Cet horizon, je l'ai observé des heures et des dimanche durant. Mon frère était encore à l'âge où il jouait aux petits soldats. Mon père faisait sa traditionnelle sieste d'après manger. Moi je m'ennuyais ferme, je regardais par la fenêtre et me demandais ce qu'il y avait au-delà des champs, s'il y avait des villes où il passe davantage de voitures les dimanches après-midi. Parce qu'à Auch il n'en passait pas. Parfois je regardais la ville avec mon père à côté. Toujours intriguée par mon lieu de naissance, je lui demandais
- "Paris c'est grand comment ?"
- Il me répondait qu'"Auch est grand comme un arrondissement de Paris".
- Mais alors "Paris a combien d'arrondissements ?"
- "20". Stupeur, admiration. Une ville pouvait être 20 fois la mienne ! 
Etre Provinciale dans une petite ville, c'est cela, avoir le temps de s'ennuyer le dimanche et de rêver à d'autres contrées, à commencer par la capitale de son pays.

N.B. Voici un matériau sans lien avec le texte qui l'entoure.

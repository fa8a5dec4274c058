//! BoardContext - I/O primitives for board storage
//!
//! The context is a small key-value store on disk, one file per key, rooted at
//! a `.flowboard` directory. It provides access, not logic: commands do all
//! the work.
//!
//! ```text
//! .flowboard/
//! ├── tasks.json          # Task list (JSON array)
//! ├── last_task_number    # Task number counter
//! ├── settings.json       # User settings
//! ├── activity.jsonl      # Operation log, one JSON object per line
//! └── .lock               # Exclusive lock for mutating operations
//! ```
//!
//! Reads are forgiving in the way browser storage is: a corrupt value loads as
//! its default and individually invalid tasks are dropped, with a warning.

use crate::error::{KanbanError, Result};
use crate::log::LogEntry;
use crate::settings::Settings;
use crate::store::BoardState;
use crate::transfer::validate_task_value;
use crate::types::Task;
use fs2::FileExt;
use serde_json::Value;
use std::path::{Path, PathBuf};
use tokio::fs;
use tokio::io::AsyncWriteExt;

/// Directory name searched for by [`BoardContext::find`]
pub const BOARD_DIR_NAME: &str = ".flowboard";

/// Context passed to every command - provides access, not logic
#[derive(Debug, Clone)]
pub struct BoardContext {
    /// Path to the .flowboard directory
    root: PathBuf,
}

impl BoardContext {
    /// Create a new context for the given .flowboard directory
    pub fn new(root: impl Into<PathBuf>) -> Self {
        Self { root: root.into() }
    }

    /// Create a context by finding the .flowboard directory from a starting path
    pub fn find(start: impl AsRef<Path>) -> Result<Self> {
        let mut current = start.as_ref().to_path_buf();

        loop {
            let board_dir = current.join(BOARD_DIR_NAME);
            if board_dir.is_dir() {
                return Ok(Self::new(board_dir));
            }

            if !current.pop() {
                return Err(KanbanError::NotInitialized {
                    path: start.as_ref().to_path_buf(),
                });
            }
        }
    }

    // =========================================================================
    // Path helpers
    // =========================================================================

    pub fn root(&self) -> &Path {
        &self.root
    }

    pub fn tasks_path(&self) -> PathBuf {
        self.root.join("tasks.json")
    }

    pub fn counter_path(&self) -> PathBuf {
        self.root.join("last_task_number")
    }

    pub fn settings_path(&self) -> PathBuf {
        self.root.join("settings.json")
    }

    pub fn activity_path(&self) -> PathBuf {
        self.root.join("activity.jsonl")
    }

    pub fn lock_path(&self) -> PathBuf {
        self.root.join(".lock")
    }

    // =========================================================================
    // Initialization
    // =========================================================================

    /// Check if the board is initialized
    pub fn is_initialized(&self) -> bool {
        self.tasks_path().exists()
    }

    /// Create the board directory. Idempotent.
    pub async fn create_directories(&self) -> Result<()> {
        fs::create_dir_all(&self.root).await?;
        Ok(())
    }

    fn ensure_initialized(&self) -> Result<()> {
        if !self.is_initialized() {
            return Err(KanbanError::NotInitialized {
                path: self.root.clone(),
            });
        }
        Ok(())
    }

    // =========================================================================
    // Task I/O
    // =========================================================================

    /// Read the task list, dropping entries that fail validation
    pub async fn read_tasks(&self) -> Result<Vec<Task>> {
        self.ensure_initialized()?;

        let content = fs::read_to_string(self.tasks_path()).await?;
        let value: Value = match serde_json::from_str(&content) {
            Ok(value) => value,
            Err(e) => {
                tracing::warn!("Unable to load tasks, data may be corrupted: {}", e);
                return Ok(Vec::new());
            }
        };

        let Value::Array(entries) = value else {
            tracing::warn!("Loaded tasks is not an array, using an empty board");
            return Ok(Vec::new());
        };

        let mut tasks = Vec::with_capacity(entries.len());
        for (index, entry) in entries.into_iter().enumerate() {
            let problems = validate_task_value(&entry);
            if !problems.is_empty() {
                tracing::warn!("Dropping stored task {}: {}", index + 1, problems.join(", "));
                continue;
            }
            match serde_json::from_value::<Task>(entry) {
                Ok(task) => tasks.push(task),
                Err(e) => tracing::warn!("Dropping stored task {}: {}", index + 1, e),
            }
        }
        Ok(tasks)
    }

    /// Write the task list (atomic write via temp file)
    pub async fn write_tasks(&self, tasks: &[Task]) -> Result<()> {
        let content = serde_json::to_string_pretty(tasks)?;
        atomic_write(&self.tasks_path(), content.as_bytes()).await
    }

    /// Stored task number counter, `None` when absent or unreadable
    pub async fn read_task_counter(&self) -> Option<u64> {
        let content = fs::read_to_string(self.counter_path()).await.ok()?;
        content.trim().parse().ok()
    }

    pub async fn write_task_counter(&self, value: u64) -> Result<()> {
        atomic_write(&self.counter_path(), value.to_string().as_bytes()).await
    }

    /// Load the whole board. A missing counter is recovered from the tasks
    /// and persisted with the next write.
    pub async fn read_state(&self) -> Result<BoardState> {
        let tasks = self.read_tasks().await?;
        let counter = self.read_task_counter().await;
        Ok(BoardState::from_tasks(tasks, counter))
    }

    /// Persist the whole board
    pub async fn write_state(&self, state: &BoardState) -> Result<()> {
        self.write_tasks(&state.tasks).await?;
        self.write_task_counter(state.last_task_number).await
    }

    // =========================================================================
    // Settings I/O
    // =========================================================================

    /// Read settings, falling back to defaults
    pub async fn read_settings(&self) -> Settings {
        match fs::read_to_string(self.settings_path()).await {
            Ok(content) => serde_json::from_str(&content).unwrap_or_else(|e| {
                tracing::warn!("Ignoring unreadable settings: {}", e);
                Settings::default()
            }),
            Err(_) => Settings::default(),
        }
    }

    pub async fn write_settings(&self, settings: &Settings) -> Result<()> {
        let content = serde_json::to_string_pretty(settings)?;
        atomic_write(&self.settings_path(), content.as_bytes()).await
    }

    // =========================================================================
    // Activity log
    // =========================================================================

    /// Append an entry to the activity log
    pub async fn append_activity(&self, entry: &LogEntry) -> Result<()> {
        let mut line = serde_json::to_string(entry)?;
        line.push('\n');

        let mut file = fs::OpenOptions::new()
            .create(true)
            .append(true)
            .open(self.activity_path())
            .await?;
        file.write_all(line.as_bytes()).await?;
        file.flush().await?;
        Ok(())
    }

    /// Read the activity log, newest first
    pub async fn read_activity(&self, limit: Option<usize>) -> Result<Vec<LogEntry>> {
        let path = self.activity_path();
        if !path.exists() {
            return Ok(Vec::new());
        }

        let content = fs::read_to_string(&path).await?;
        let mut entries: Vec<LogEntry> = content
            .lines()
            .filter(|line| !line.trim().is_empty())
            .filter_map(|line| serde_json::from_str(line).ok())
            .collect();
        entries.reverse();

        if let Some(limit) = limit {
            entries.truncate(limit);
        }
        Ok(entries)
    }

    // =========================================================================
    // Locking
    // =========================================================================

    /// Try to acquire an exclusive lock (non-blocking)
    pub async fn lock(&self) -> Result<BoardLock> {
        let lock_path = self.lock_path();

        if let Some(parent) = lock_path.parent() {
            fs::create_dir_all(parent).await?;
        }

        let file = std::fs::OpenOptions::new()
            .create(true)
            .truncate(false)
            .write(true)
            .open(&lock_path)?;

        match file.try_lock_exclusive() {
            Ok(()) => Ok(BoardLock { file }),
            Err(_) => Err(KanbanError::LockBusy),
        }
    }
}

/// RAII lock guard - releases on drop
pub struct BoardLock {
    file: std::fs::File,
}

impl Drop for BoardLock {
    fn drop(&mut self) {
        let _ = self.file.unlock();
    }
}

/// Write to a temp file in the same directory, then rename over the target
async fn atomic_write(path: &Path, content: &[u8]) -> Result<()> {
    if let Some(parent) = path.parent() {
        fs::create_dir_all(parent).await?;
    }

    let temp_path = path.with_extension("tmp");
    fs::write(&temp_path, content).await?;
    fs::rename(&temp_path, path).await?;

    Ok(())
}

#[cfg(test)]
mod tests {
    use super::*;
    use tempfile::TempDir;

    async fn setup() -> (TempDir, BoardContext) {
        let temp = TempDir::new().unwrap();
        let ctx = BoardContext::new(temp.path().join(BOARD_DIR_NAME));
        ctx.create_directories().await.unwrap();
        ctx.write_tasks(&[]).await.unwrap();
        (temp, ctx)
    }

    #[tokio::test]
    async fn test_paths() {
        let ctx = BoardContext::new("/tmp/board/.flowboard");
        assert_eq!(
            ctx.tasks_path(),
            PathBuf::from("/tmp/board/.flowboard/tasks.json")
        );
        assert_eq!(
            ctx.activity_path(),
            PathBuf::from("/tmp/board/.flowboard/activity.jsonl")
        );
    }

    #[tokio::test]
    async fn test_uninitialized_read_fails() {
        let temp = TempDir::new().unwrap();
        let ctx = BoardContext::new(temp.path().join(BOARD_DIR_NAME));
        assert!(matches!(
            ctx.read_tasks().await,
            Err(KanbanError::NotInitialized { .. })
        ));
    }

    #[tokio::test]
    async fn test_state_round_trip() {
        let (_temp, ctx) = setup().await;

        let mut state = BoardState::new();
        state.add_task("First").unwrap();
        state.add_task("Second").unwrap();
        ctx.write_state(&state).await.unwrap();

        let loaded = ctx.read_state().await.unwrap();
        assert_eq!(loaded, state);
    }

    #[tokio::test]
    async fn test_corrupt_tasks_load_empty() {
        let (_temp, ctx) = setup().await;
        std::fs::write(ctx.tasks_path(), "{not json").unwrap();
        assert!(ctx.read_tasks().await.unwrap().is_empty());

        std::fs::write(ctx.tasks_path(), r#"{"tasks": []}"#).unwrap();
        assert!(ctx.read_tasks().await.unwrap().is_empty());
    }

    #[tokio::test]
    async fn test_invalid_entries_are_dropped() {
        let (_temp, ctx) = setup().await;
        let content = r#"[
            {"id": "task-1", "taskNumber": "TASK-001", "title": "ok", "status": "todo", "createdAt": 1, "order": 0},
            {"id": "", "title": "no id", "status": "todo", "createdAt": 1, "order": 1},
            {"id": "task-3", "title": "bad status", "status": "blocked", "createdAt": 1, "order": 2}
        ]"#;
        std::fs::write(ctx.tasks_path(), content).unwrap();

        let tasks = ctx.read_tasks().await.unwrap();
        assert_eq!(tasks.len(), 1);
        assert_eq!(tasks[0].title, "ok");
    }

    #[tokio::test]
    async fn test_counter_recovered_from_tasks() {
        let (_temp, ctx) = setup().await;
        let content = r#"[
            {"id": "task-1", "taskNumber": "TASK-007", "title": "a", "status": "done", "createdAt": 1, "order": 0}
        ]"#;
        std::fs::write(ctx.tasks_path(), content).unwrap();

        let state = ctx.read_state().await.unwrap();
        assert_eq!(state.last_task_number, 7);
        assert_eq!(ctx.read_task_counter().await, None);
    }

    #[tokio::test]
    async fn test_settings_default_when_missing_or_corrupt() {
        let (_temp, ctx) = setup().await;
        assert_eq!(ctx.read_settings().await, Settings::default());

        std::fs::write(ctx.settings_path(), "][").unwrap();
        assert_eq!(ctx.read_settings().await, Settings::default());
    }

    #[tokio::test]
    async fn test_activity_newest_first() {
        let (_temp, ctx) = setup().await;
        for op in ["add task", "move task"] {
            let entry = LogEntry::record(op, Value::Null, &Ok(Value::Null), None, 0);
            ctx.append_activity(&entry).await.unwrap();
        }
        let entries = ctx.read_activity(None).await.unwrap();
        assert_eq!(entries[0].op, "move task");
        assert_eq!(ctx.read_activity(Some(1)).await.unwrap().len(), 1);
    }

    #[tokio::test]
    async fn test_locking() {
        let (_temp, ctx) = setup().await;

        let lock1 = ctx.lock().await.unwrap();
        let result = ctx.lock().await;
        assert!(matches!(result, Err(KanbanError::LockBusy)));

        drop(lock1);
        let _lock2 = ctx.lock().await.unwrap();
    }

    #[tokio::test]
    async fn test_find_walks_up() {
        let (temp, _ctx) = setup().await;
        let nested = temp.path().join("a").join("b");
        std::fs::create_dir_all(&nested).unwrap();

        let found = BoardContext::find(&nested).unwrap();
        assert_eq!(found.root(), temp.path().join(BOARD_DIR_NAME));
    }
}
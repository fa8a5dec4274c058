//! Drop-zone resolution: which column and which slot the pointer targets.
//!
//! Everything here is a pure function of the pointer position and measured
//! geometry, linear in the number of cards of the hovered column, so it is
//! cheap enough to run on every pointer move.

use super::layout::{BoardLayout, ColumnLayout};
use crate::types::{Status, TaskId};
use serde::{Deserialize, Serialize};

/// The (column, insertion index) pair a drag currently resolves to
#[derive(Debug, Clone, Copy, PartialEq, Eq, Serialize, Deserialize)]
#[serde(rename_all = "camelCase")]
pub struct DropTarget {
    pub column: Status,
    /// Slot among the column's cards, with the dragged card left out
    pub insert_index: usize,
}

/// Insertion index for a pointer over a column.
///
/// `midpoints` are card vertical midpoints relative to `column_origin_y`, in
/// display order. Returns the index of the first card whose midpoint is at or
/// below the pointer (a pointer exactly on a midpoint inserts before that
/// card), or `midpoints.len()` when the pointer is below every card.
pub fn resolve_insert_index(pointer_y: f64, column_origin_y: f64, midpoints: &[f64]) -> usize {
    let relative = pointer_y - column_origin_y;
    midpoints
        .iter()
        .position(|&mid| relative <= mid)
        .unwrap_or(midpoints.len())
}

/// Card midpoints of a column relative to its origin, skipping `exclude`
pub fn card_midpoints(column: &ColumnLayout, exclude: Option<&TaskId>) -> Vec<f64> {
    column
        .cards
        .iter()
        .filter(|card| Some(&card.task_id) != exclude)
        .map(|card| card.midpoint_from(column.origin_y))
        .collect()
}

/// Column under the pointer, as an index into `column_count` equal-width columns.
///
/// `None` when the pointer is left or right of the board, or when the board
/// has no width or no columns.
pub fn resolve_column_index(
    pointer_x: f64,
    board_origin_x: f64,
    board_width: f64,
    column_count: usize,
) -> Option<usize> {
    if column_count == 0 || board_width <= 0.0 || !board_width.is_finite() {
        return None;
    }

    let column_width = board_width / column_count as f64;
    let index = ((pointer_x - board_origin_x) / column_width).floor();
    if !index.is_finite() || index < 0.0 || index >= column_count as f64 {
        return None;
    }
    Some(index as usize)
}

/// Full drop target for a pointer position, or `None` when the pointer is
/// outside the board horizontally.
pub fn resolve_drop_target(
    layout: &BoardLayout,
    pointer_x: f64,
    pointer_y: f64,
    dragged: Option<&TaskId>,
) -> Option<DropTarget> {
    let index = resolve_column_index(
        pointer_x,
        layout.origin_x,
        layout.width,
        layout.column_count(),
    )?;
    let column = &layout.columns[index];
    let midpoints = card_midpoints(column, dragged);

    Some(DropTarget {
        column: column.status,
        insert_index: resolve_insert_index(pointer_y, column.origin_y, &midpoints),
    })
}

#[cfg(test)]
mod tests {
    use super::*;
    use crate::drag::layout::ColumnLayout;

    #[test]
    fn test_empty_column_is_always_zero() {
        assert_eq!(resolve_insert_index(-50.0, 0.0, &[]), 0);
        assert_eq!(resolve_insert_index(500.0, 0.0, &[]), 0);
    }

    #[test]
    fn test_boundaries() {
        let mids = [20.0, 60.0, 100.0];
        assert_eq!(resolve_insert_index(100.0, 100.0, &mids), 0);
        assert_eq!(resolve_insert_index(105.0, 100.0, &mids), 0);
        assert_eq!(resolve_insert_index(150.0, 100.0, &mids), 1);
        assert_eq!(resolve_insert_index(180.0, 100.0, &mids), 2);
        assert_eq!(resolve_insert_index(900.0, 100.0, &mids), 3);
    }

    #[test]
    fn test_tie_inserts_before_card() {
        let mids = [20.0, 60.0];
        assert_eq!(resolve_insert_index(60.0, 0.0, &mids), 1);
        assert_eq!(resolve_insert_index(60.5, 0.0, &mids), 2);
    }

    #[test]
    fn test_dragged_card_is_excluded() {
        let column = ColumnLayout::stacked(Status::Todo, 0.0, 40.0, ["a", "b", "c"]);
        let a: TaskId = "a".into();

        let mids = card_midpoints(&column, Some(&a));
        assert_eq!(mids, vec![60.0, 100.0]);

        // Pointer over a's old spot: first remaining card is below, so slot 0
        assert_eq!(resolve_insert_index(20.0, 0.0, &mids), 0);
        assert_eq!(resolve_insert_index(500.0, 0.0, &mids), 2);
    }

    #[test]
    fn test_column_with_only_dragged_card_behaves_as_empty() {
        let column = ColumnLayout::stacked(Status::Done, 0.0, 40.0, ["only"]);
        let only: TaskId = "only".into();
        let mids = card_midpoints(&column, Some(&only));
        assert!(mids.is_empty());
        assert_eq!(resolve_insert_index(1000.0, 0.0, &mids), 0);
    }

    #[test]
    fn test_column_index() {
        assert_eq!(resolve_column_index(0.0, 0.0, 300.0, 3), Some(0));
        assert_eq!(resolve_column_index(99.9, 0.0, 300.0, 3), Some(0));
        assert_eq!(resolve_column_index(100.0, 0.0, 300.0, 3), Some(1));
        assert_eq!(resolve_column_index(299.0, 0.0, 300.0, 3), Some(2));
        assert_eq!(resolve_column_index(300.0, 0.0, 300.0, 3), None);
        assert_eq!(resolve_column_index(-1.0, 0.0, 300.0, 3), None);
        assert_eq!(resolve_column_index(150.0, 50.0, 300.0, 3), Some(1));
    }

    #[test]
    fn test_column_index_respects_column_count() {
        assert_eq!(resolve_column_index(150.0, 0.0, 400.0, 4), Some(1));
        assert_eq!(resolve_column_index(150.0, 0.0, 400.0, 2), Some(0));
        assert_eq!(resolve_column_index(150.0, 0.0, 400.0, 0), None);
        assert_eq!(resolve_column_index(150.0, 0.0, 0.0, 3), None);
    }

    #[test]
    fn test_resolve_drop_target() {
        let layout = BoardLayout::new(
            0.0,
            300.0,
            vec![
                ColumnLayout::stacked(Status::Todo, 0.0, 40.0, ["a", "b"]),
                ColumnLayout::stacked(Status::InProgress, 0.0, 40.0, ["c"]),
                ColumnLayout::new(Status::Done, 0.0),
            ],
        );

        let target = resolve_drop_target(&layout, 150.0, 5.0, None).unwrap();
        assert_eq!(target.column, Status::InProgress);
        assert_eq!(target.insert_index, 0);

        let target = resolve_drop_target(&layout, 250.0, 5.0, None).unwrap();
        assert_eq!(target, DropTarget { column: Status::Done, insert_index: 0 });

        assert!(resolve_drop_target(&layout, 400.0, 5.0, None).is_none());
    }
}
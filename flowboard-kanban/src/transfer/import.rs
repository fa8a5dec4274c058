//! JSON import
//!
//! Entries are checked one by one; invalid ones are reported and skipped
//! rather than failing the whole file.

use crate::context::BoardContext;
use crate::error::{KanbanError, Result};
use crate::operation::{async_trait, Execute};
use crate::types::{Status, Task};
use serde::{Deserialize, Serialize};
use serde_json::{json, Value};
use std::path::{Path, PathBuf};

/// Problems with one stored or imported task. Empty when the value is usable.
pub fn validate_task_value(value: &Value) -> Vec<String> {
    let Some(task) = value.as_object() else {
        return vec!["Task must be an object".to_string()];
    };

    let mut errors = Vec::new();
    let non_blank = |key: &str| {
        task.get(key)
            .and_then(Value::as_str)
            .is_some_and(|s| !s.trim().is_empty())
    };

    if !non_blank("id") {
        errors.push("Task must have a valid id".to_string());
    }
    if !non_blank("title") {
        errors.push("Task must have a valid title".to_string());
    }
    let status_ok = task
        .get("status")
        .is_some_and(|s| serde_json::from_value::<Status>(s.clone()).is_ok());
    if !status_ok {
        errors.push("Task must have a valid status".to_string());
    }
    if !task.get("createdAt").is_some_and(|v| v.as_i64().is_some()) {
        errors.push("Task must have a valid createdAt timestamp".to_string());
    }
    if !task.get("order").is_some_and(|v| v.as_u64().is_some()) {
        errors.push("Task must have a valid order number".to_string());
    }

    errors
}

/// Outcome of reading an import file
#[derive(Debug, Clone, PartialEq, Serialize)]
#[serde(rename_all = "camelCase")]
pub struct ImportReport {
    pub tasks: Vec<Task>,
    /// Number of valid tasks
    pub count: usize,
    /// One `Task N: reason` line per skipped entry
    pub errors: Vec<String>,
    pub skipped: usize,
}

/// Parse the content of an export file. Task numbers are left as found;
/// missing ones are handed out when the tasks are merged into a board.
pub fn parse_import(content: &str) -> Result<ImportReport> {
    let data: Value = serde_json::from_str(content)
        .map_err(|e| KanbanError::import(format!("Failed to parse file: {}", e)))?;

    let entries = data
        .get("tasks")
        .and_then(Value::as_array)
        .ok_or_else(|| KanbanError::import("Invalid file format. Expected tasks array."))?;

    let mut tasks = Vec::new();
    let mut errors = Vec::new();
    for (index, entry) in entries.iter().enumerate() {
        let problems = validate_task_value(entry);
        if !problems.is_empty() {
            errors.push(format!("Task {}: {}", index + 1, problems.join(", ")));
            continue;
        }

        match serde_json::from_value::<Task>(entry.clone()) {
            Ok(task) => tasks.push(task),
            Err(e) => errors.push(format!("Task {}: {}", index + 1, e)),
        }
    }

    if tasks.is_empty() {
        return Err(KanbanError::import("No valid tasks found in file."));
    }

    Ok(ImportReport {
        count: tasks.len(),
        skipped: errors.len(),
        tasks,
        errors,
    })
}

/// Read and parse an export file. Only `.json` files are accepted.
pub async fn import_json(path: &Path) -> Result<ImportReport> {
    if path.extension().and_then(|e| e.to_str()) != Some("json") {
        return Err(KanbanError::import(
            "Invalid file type. Please select a JSON file.",
        ));
    }

    let content = tokio::fs::read_to_string(path)
        .await
        .map_err(|e| KanbanError::import(format!("Failed to read file: {}", e)))?;
    parse_import(&content)
}

/// Merge the tasks of a JSON export into the board. Tasks whose id is already
/// on the board are skipped.
#[derive(Debug, Deserialize, Serialize)]
pub struct ImportTasks {
    pub path: PathBuf,
}

crate::operation!(
    ImportTasks,
    verb = "import",
    noun = "tasks",
    description = "Merge tasks from a JSON export into the board"
);

impl ImportTasks {
    pub fn new(path: impl Into<PathBuf>) -> Self {
        Self { path: path.into() }
    }
}

#[async_trait]
impl Execute<BoardContext, KanbanError> for ImportTasks {
    async fn execute(&self, ctx: &BoardContext) -> Result<Value> {
        let report = import_json(&self.path).await?;
        let mut state = ctx.read_state().await?;

        let added = state.merge(report.tasks);
        ctx.write_state(&state).await?;

        for error in &report.errors {
            tracing::warn!("Skipped during import: {}", error);
        }
        Ok(json!({
            "imported": added,
            "duplicates": report.count - added,
            "skipped": report.skipped,
            "errors": report.errors,
        }))
    }
}
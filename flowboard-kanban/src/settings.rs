//! Board settings stored next to the tasks

use crate::drag::DEFAULT_DRAG_THRESHOLD;
use serde::{Deserialize, Serialize};

#[derive(Debug, Clone, Copy, PartialEq, Eq, Default, Serialize, Deserialize)]
#[serde(rename_all = "lowercase")]
pub enum Theme {
    #[default]
    Light,
    Dark,
}

/// User preferences. Unknown or missing keys fall back to defaults.
#[derive(Debug, Clone, PartialEq, Serialize, Deserialize)]
#[serde(rename_all = "camelCase", default)]
pub struct Settings {
    pub theme: Theme,
    pub show_completed_tasks: bool,
    /// Pixels a press must move before a drag starts
    pub drag_threshold: f64,
}

impl Default for Settings {
    fn default() -> Self {
        Self {
            theme: Theme::Light,
            show_completed_tasks: true,
            drag_threshold: DEFAULT_DRAG_THRESHOLD,
        }
    }
}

C'est avoir l'imaginaire à bloc, et des projets de voyages déjà énoncés à 12 ans : "un jour j'irai à Paris".
Aurais-je eu autant envie/besoin de voyager si j'avais grandi entourée de monuments et musées, pris le métro, vu/connu des étrangers avant mes 18 ans, entendu des langues étrangères dans la rue ? Je ne le crois pas. Dans mon cas être une Provinciale m'a donné une formidable énergie d'aller voir ailleurs.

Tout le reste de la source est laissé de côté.